Von Gerhard Schneider-Rose, Bebra-Breitenbach. Gerhard Schneider-Rose ist Vorstandsmitglied im Förderverein von Anfang an mit wechselnden Aufgaben. Sein besonderes Interesse liegt in der Erforschung der Kulturgeschichte der Ahlen Wurscht.

Warum gibt außer der nordhessischen Ahlen Wurscht und der „Eichsfelder“ im benachbarten Thüringer keine Rohwurst aus Schweinefleisch in Deutschland, die von so guter Qualität ist, dass sie bei entsprechender Pflege auch nach einer einjährigen Reifung und Lagerung noch ganz ausgezeichnet schmeckt?
Die Gründe lassen sich in den natürlichen Rahmenbedingungen und in der Geschichte der Region Nordhessen finden.

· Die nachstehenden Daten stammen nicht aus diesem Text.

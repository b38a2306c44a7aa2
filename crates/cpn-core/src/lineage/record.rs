use std::fs;
use std::io::Write;
use std::path::{Path, PathBuf};

use indexmap::IndexMap;
use serde::{Deserialize, Serialize};

use crate::constants::LINEAGE_VERSION;
use crate::errors::BindError;
use crate::hashing::hash_value;
use crate::model::{ArtifactCategory, ArtifactRecord};

/// Entrada de un nombre: un registro (`single`) o un array en orden de
/// colección (`multi`).
#[derive(Debug, Clone, PartialEq, Serialize, Deserialize)]
#[serde(untagged)]
pub enum LineageEntry {
    Single(ArtifactRecord),
    Multi(Vec<ArtifactRecord>),
}

impl LineageEntry {
    /// Registros de la entrada en orden.
    pub fn records(&self) -> Vec<&ArtifactRecord> {
        match self {
            LineageEntry::Single(r) => vec![r],
            LineageEntry::Multi(rs) => rs.iter().collect(),
        }
    }
}

#[derive(Debug, Clone, Default, PartialEq, Serialize, Deserialize)]
pub struct InputLineage {
    #[serde(default, skip_serializing_if = "IndexMap::is_empty")]
    pub data: IndexMap<String, LineageEntry>,
    #[serde(default, skip_serializing_if = "IndexMap::is_empty")]
    pub model: IndexMap<String, LineageEntry>,
}

#[derive(Debug, Clone, Default, PartialEq, Serialize, Deserialize)]
pub struct OutputLineage {
    #[serde(default, skip_serializing_if = "IndexMap::is_empty")]
    pub data: IndexMap<String, LineageEntry>,
    #[serde(default, skip_serializing_if = "IndexMap::is_empty")]
    pub model: IndexMap<String, LineageEntry>,
    #[serde(default, skip_serializing_if = "IndexMap::is_empty")]
    pub metric: IndexMap<String, LineageEntry>,
}

#[derive(Debug, Clone, Default, PartialEq, Serialize, Deserialize)]
pub struct LineageRecord {
    #[serde(default)]
    pub inputs: InputLineage,
    #[serde(default)]
    pub outputs: OutputLineage,
}

/// Insumos del fingerprint: versión del formato + registro.
#[derive(Serialize)]
struct LineageFingerprintInput<'a> {
    lineage_version: &'a str,
    record: &'a LineageRecord,
}

impl InputLineage {
    pub(crate) fn section_mut(&mut self, category: ArtifactCategory) -> Option<&mut IndexMap<String, LineageEntry>> {
        match category {
            ArtifactCategory::Data => Some(&mut self.data),
            ArtifactCategory::Model => Some(&mut self.model),
            ArtifactCategory::Metric => None,
        }
    }
}

impl OutputLineage {
    pub(crate) fn section_mut(&mut self, category: ArtifactCategory) -> &mut IndexMap<String, LineageEntry> {
        match category {
            ArtifactCategory::Data => &mut self.data,
            ArtifactCategory::Model => &mut self.model,
            ArtifactCategory::Metric => &mut self.metric,
        }
    }
}

impl LineageRecord {
    pub fn input(&self, category: ArtifactCategory, name: &str) -> Option<&LineageEntry> {
        match category {
            ArtifactCategory::Data => self.inputs.data.get(name),
            ArtifactCategory::Model => self.inputs.model.get(name),
            ArtifactCategory::Metric => None,
        }
    }

    pub fn output(&self, category: ArtifactCategory, name: &str) -> Option<&LineageEntry> {
        match category {
            ArtifactCategory::Data => self.outputs.data.get(name),
            ArtifactCategory::Model => self.outputs.model.get(name),
            ArtifactCategory::Metric => self.outputs.metric.get(name),
        }
    }

    pub fn is_empty(&self) -> bool {
        *self == LineageRecord::default()
    }

    pub fn to_json_pretty(&self) -> Result<String, BindError> {
        serde_json::to_string_pretty(self).map_err(|e| BindError::Lineage(e.to_string()))
    }

    /// BLAKE3 sobre el JSON canónico del registro y la versión del formato.
    pub fn fingerprint(&self) -> Result<String, BindError> {
        let input = LineageFingerprintInput { lineage_version: LINEAGE_VERSION,
                                              record: self };
        let value = serde_json::to_value(&input).map_err(|e| BindError::Lineage(e.to_string()))?;
        Ok(hash_value(&value))
    }

    /// Persiste el registro como JSON legible. Escribe en un temporal junto
    /// al destino y lo renombra; crea los directorios padre.
    pub fn save(&self, path: &Path) -> Result<(), BindError> {
        let io = |e: std::io::Error| BindError::Lineage(format!("{}: {e}", path.display()));
        if let Some(parent) = path.parent().filter(|p| !p.as_os_str().is_empty()) {
            fs::create_dir_all(parent).map_err(io)?;
        }
        let body = self.to_json_pretty()?;
        let tmp = temp_path(path);
        let mut file = fs::File::create(&tmp).map_err(io)?;
        file.write_all(body.as_bytes()).map_err(io)?;
        file.sync_all().map_err(io)?;
        fs::rename(&tmp, path).map_err(io)
    }

    pub fn load(path: &Path) -> Result<Self, BindError> {
        let raw = fs::read_to_string(path).map_err(|e| BindError::Lineage(format!("{}: {e}", path.display())))?;
        serde_json::from_str(&raw).map_err(|e| BindError::Lineage(format!("{}: {e}", path.display())))
    }
}

fn temp_path(path: &Path) -> PathBuf {
    let mut name = path.file_name().map(|n| n.to_os_string()).unwrap_or_default();
    name.push(".tmp");
    path.with_file_name(name)
}

#[cfg(test)]
mod tests {
    use super::*;
    use serde_json::{json, Map};

    fn record() -> LineageRecord {
        let mut lineage = LineageRecord::default();
        lineage.inputs
               .data
               .insert("train".into(), LineageEntry::Single(ArtifactRecord::new("mem://a", "json", Map::new())));
        lineage
    }

    #[test]
    fn empty_sections_are_omitted() {
        let v = serde_json::to_value(record()).unwrap();
        assert_eq!(v["inputs"]["data"]["train"]["uri"], "mem://a");
        assert!(v["inputs"].get("model").is_none());
        assert_eq!(v["outputs"], json!({}));
    }

    #[test]
    fn missing_sections_default_to_empty() {
        let r: LineageRecord = serde_json::from_value(json!({})).unwrap();
        assert!(r.is_empty());
    }

    #[test]
    fn fingerprint_changes_with_content() {
        let a = record();
        let mut b = record();
        assert_eq!(a.fingerprint().unwrap(), b.fingerprint().unwrap());
        b.inputs.model.insert("m".into(), LineageEntry::Multi(vec![]));
        assert_ne!(a.fingerprint().unwrap(), b.fingerprint().unwrap());
    }
}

Klimatische Voraussetzungen
Die nordhessische Landschaft besteht im wesentlichen aus einer durchschnittlich 250 m hoch gelegenen Hochfläche, die von vielen Bergrücken und einzelnen Bergkuppen mit Höhen bis 750 m überragt wird. Die mittlere Temperatur beträgt 8 – 9 Grad Celsius, die mittleren Regenmengen bewegen sich zwischen 580 und 750 cm pro Jahr. Zahlreiche Wälder und viele kleine Bachläufe sorgen für eine ausgeglichen hohe Luftfeuchtigkeit. Das Klima ist in durch Spät- und Frühfröste und in den Niederungen durch häufige Nebel geprägt.
Ahle Wurscht benötigt zur langsamen Reifung eine gleitende Luftfeuchtigkeit von 95 – 85 % und Temperaturen von 12 – 18 Grad. In Nordhessen und im benachbarten Thüringen bestehen dafür im Winterhalbjahr die optimalen klimatischen Voraussetzungen. Die traditionellen Lehmfachwerkhäusern mit ihren feuchtigkeitsregulierenden Wänden unterstützen dies durch ein hervorragendes Mikroklima für die Wurstreifung.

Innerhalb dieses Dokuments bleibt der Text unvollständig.